Dokumentationsstelle

1993 wurde nach einem einstimmigen Beschluss des niedersächsischen Landtages eine zentrale Dokumentationsstelle eingerichtet, um bei allen inhaltlichen Fragen zur Geschichte von Widerstand und Verfolgung zwischen 1933 und 1945 behilflich zu sein. Sie erfasst und sammelt Archivalien und andere Dokumente in Archiven und Sammlungen im In- und Ausland und arbeitet sie auf.

Diese Materialien sind für Gedenkstätten, regionale Initiativen, Forschungseinrichtungen, Schulen und interessierte Bürgerinnen und Bürger zugänglich und helfen bei der Aufarbeitung, Dokumentation, Präsentation und Vermittlung der Geschichte der NS-Zeit.
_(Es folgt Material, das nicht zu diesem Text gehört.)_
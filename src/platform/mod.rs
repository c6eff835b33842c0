//! Services the browser platform provides to a worker.
//!
//! The worker only talks to the outside world through these traits, so it can
//! run against a real HTTP origin or against in-process fakes.

mod clients;
mod network;
mod notifier;
#[cfg(test)]
pub mod testing;

use color_eyre::Result;
use futures::future::BoxFuture;
use url::Url;

use crate::push::Notification;
use crate::worker::request::{Request, Response};

pub use clients::{Client, LocalClients};
pub use network::HttpNetwork;
pub use notifier::LogNotifier;

/// Issues live network requests.
pub trait Network: Send + Sync + 'static {
  /// Fetch `request`. The future owns everything it needs so it can run as a
  /// detached background task.
  ///
  /// HTTP error statuses are responses; only transport failures are errors.
  fn fetch(&self, request: Request) -> BoxFuture<'static, Result<Response>>;
}

/// The pages (window clients) the worker can see.
pub trait Clients: Send + Sync {
  /// All open pages, including ones this worker does not control yet.
  fn match_all(&self) -> BoxFuture<'_, Result<Vec<Client>>>;

  /// Bring a page to the foreground.
  fn focus(&self, id: String) -> BoxFuture<'_, Result<Client>>;

  /// Open a new page at `url`.
  fn open_window(&self, url: Url) -> BoxFuture<'_, Result<Client>>;

  /// Take control of every open page without a reload.
  fn claim(&self) -> BoxFuture<'_, Result<()>>;
}

/// Shows and dismisses notifications.
pub trait Notifier: Send + Sync {
  fn show(&self, notification: &Notification) -> Result<()>;

  fn close(&self, notification: &Notification) -> Result<()>;
}
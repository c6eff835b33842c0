use color_eyre::{eyre::eyre, Result};
use futures::future::{BoxFuture, FutureExt};
use reqwest::Client;
use std::time::Duration;

use super::Network;
use crate::worker::request::{Request, Response};

/// Network backed by a real HTTP client.
#[derive(Clone)]
pub struct HttpNetwork {
  client: Client,
}

impl HttpNetwork {
  pub fn new(timeout: Duration) -> Result<Self> {
    let client = Client::builder()
      .timeout(timeout)
      .build()
      .map_err(|e| eyre!("Failed to create HTTP client: {}", e))?;

    Ok(Self { client })
  }
}

impl Network for HttpNetwork {
  fn fetch(&self, request: Request) -> BoxFuture<'static, Result<Response>> {
    let client = self.client.clone();

    async move {
      let mut builder = client.request(request.method.clone(), request.url.clone());
      for (name, value) in &request.headers {
        builder = builder.header(name.as_str(), value.as_str());
      }

      let response = builder
        .send()
        .await
        .map_err(|e| eyre!("Network request to {} failed: {}", request.url, e))?;

      let status = response.status().as_u16();
      let headers = response
        .headers()
        .iter()
        .filter_map(|(name, value)| {
          value
            .to_str()
            .ok()
            .map(|v| (name.as_str().to_string(), v.to_string()))
        })
        .collect();

      let body = response
        .bytes()
        .await
        .map_err(|e| eyre!("Failed to read response body from {}: {}", request.url, e))?;

      tracing::debug!(url = %request.url, status, bytes = body.len(), "Network response");

      Ok(Response {
        status,
        headers,
        body: body.to_vec(),
      })
    }
    .boxed()
  }
}
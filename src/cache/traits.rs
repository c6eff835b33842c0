//! Core types for the asset cache.

use chrono::{DateTime, Utc};
use sha2::{Digest, Sha256};

use crate::worker::request::{Request, Response};

/// Identifies one cache entry: the request method plus its normalized URL.
#[derive(Debug, Clone, PartialEq, Eq, Hash)]
pub struct CacheKey {
  method: String,
  url: String,
}

impl CacheKey {
  /// Build the key for a request. The URL fragment never reaches the
  /// network, so it is not part of the key.
  pub fn for_request(request: &Request) -> Self {
    let mut url = request.url.clone();
    url.set_fragment(None);
    Self {
      method: request.method.as_str().to_string(),
      url: url.to_string(),
    }
  }

  pub fn method(&self) -> &str {
    &self.method
  }

  pub fn url(&self) -> &str {
    &self.url
  }

  /// Stable, fixed-length key for storage backends.
  pub fn hash(&self) -> String {
    let mut hasher = Sha256::new();
    hasher.update(self.method.as_bytes());
    hasher.update(b" ");
    hasher.update(self.url.as_bytes());
    hex::encode(hasher.finalize())
  }
}

/// A response snapshot as stored in a cache generation.
#[derive(Debug, Clone, PartialEq, Eq)]
pub struct CachedResponse {
  pub status: u16,
  pub headers: Vec<(String, String)>,
  pub body: Vec<u8>,
  /// When the snapshot was taken
  pub cached_at: DateTime<Utc>,
}

impl CachedResponse {
  /// Copy a network response for storage.
  pub fn snapshot(response: &Response) -> Self {
    Self {
      status: response.status,
      headers: response.headers.clone(),
      body: response.body.clone(),
      cached_at: Utc::now(),
    }
  }

  pub fn into_response(self) -> Response {
    Response {
      status: self.status,
      headers: self.headers,
      body: self.body,
    }
  }
}

/// Result from a cache operation, including data and metadata about the source.
#[derive(Debug, Clone)]
pub struct CacheResult<T> {
  /// The actual data
  pub data: T,
  /// Where the data came from
  pub source: CacheSource,
  /// When the data was cached (if from cache)
  pub cached_at: Option<DateTime<Utc>>,
}

impl<T> CacheResult<T> {
  /// Create a new cache result from fresh network data.
  pub fn from_network(data: T) -> Self {
    Self {
      data,
      source: CacheSource::Network,
      cached_at: None,
    }
  }

  /// Create a new cache result from cached data.
  pub fn from_cache(data: T, cached_at: DateTime<Utc>) -> Self {
    Self {
      data,
      source: CacheSource::Cache,
      cached_at: Some(cached_at),
    }
  }
}

/// Indicates where a response came from.
#[derive(Debug, Clone, Copy, PartialEq, Eq)]
pub enum CacheSource {
  /// Live network response (cache miss)
  Network,
  /// Cached copy, possibly stale; a refresh runs in the background
  Cache,
}

#[cfg(test)]
mod tests {
  use super::*;
  use crate::worker::request::Destination;

  #[test]
  fn test_fragment_is_not_part_of_key() {
    let a = Request::get("https://app.example/static/app.css#top", Destination::Style).unwrap();
    let b = Request::get("https://app.example/static/app.css", Destination::Style).unwrap();

    assert_eq!(CacheKey::for_request(&a), CacheKey::for_request(&b));
    assert_eq!(CacheKey::for_request(&a).url(), "https://app.example/static/app.css");
  }

  #[test]
  fn test_query_string_is_part_of_key() {
    let a = Request::get("https://app.example/static/app.css?v=1", Destination::Style).unwrap();
    let b = Request::get("https://app.example/static/app.css?v=2", Destination::Style).unwrap();

    assert_ne!(
      CacheKey::for_request(&a).hash(),
      CacheKey::for_request(&b).hash()
    );
  }

  #[test]
  fn test_hash_is_hex_sha256() {
    let request = Request::get("https://app.example/static/app.js", Destination::Script).unwrap();
    let hash = CacheKey::for_request(&request).hash();

    assert_eq!(hash.len(), 64);
    assert!(hash.chars().all(|c| c.is_ascii_hexdigit()));
    assert_eq!(hash, CacheKey::for_request(&request).hash());
  }

  #[test]
  fn test_snapshot_round_trips_response() {
    let response = Response::new(200, "body").with_header("content-type", "text/css");
    let snapshot = CachedResponse::snapshot(&response);

    assert_eq!(snapshot.clone().into_response(), response);
  }
}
Schwer zugängliche einschlägige Materialien, insbesondere aus dem Ausland, werden reproduziert und liegen in der Dokumentationsstelle in Celle zur Einsicht bereit. Daneben stehen Hilfs- und Findmittel, unter anderem eine sachthematische Sammlung sowie ein Archivführer, zur Verfügung. Eine Präsenzbibliothek mit dem inhaltlichen Schwerpunkt NS-Geschichte in Nordwestdeutschland ergänzt das Angebot der Dokumentationsstelle.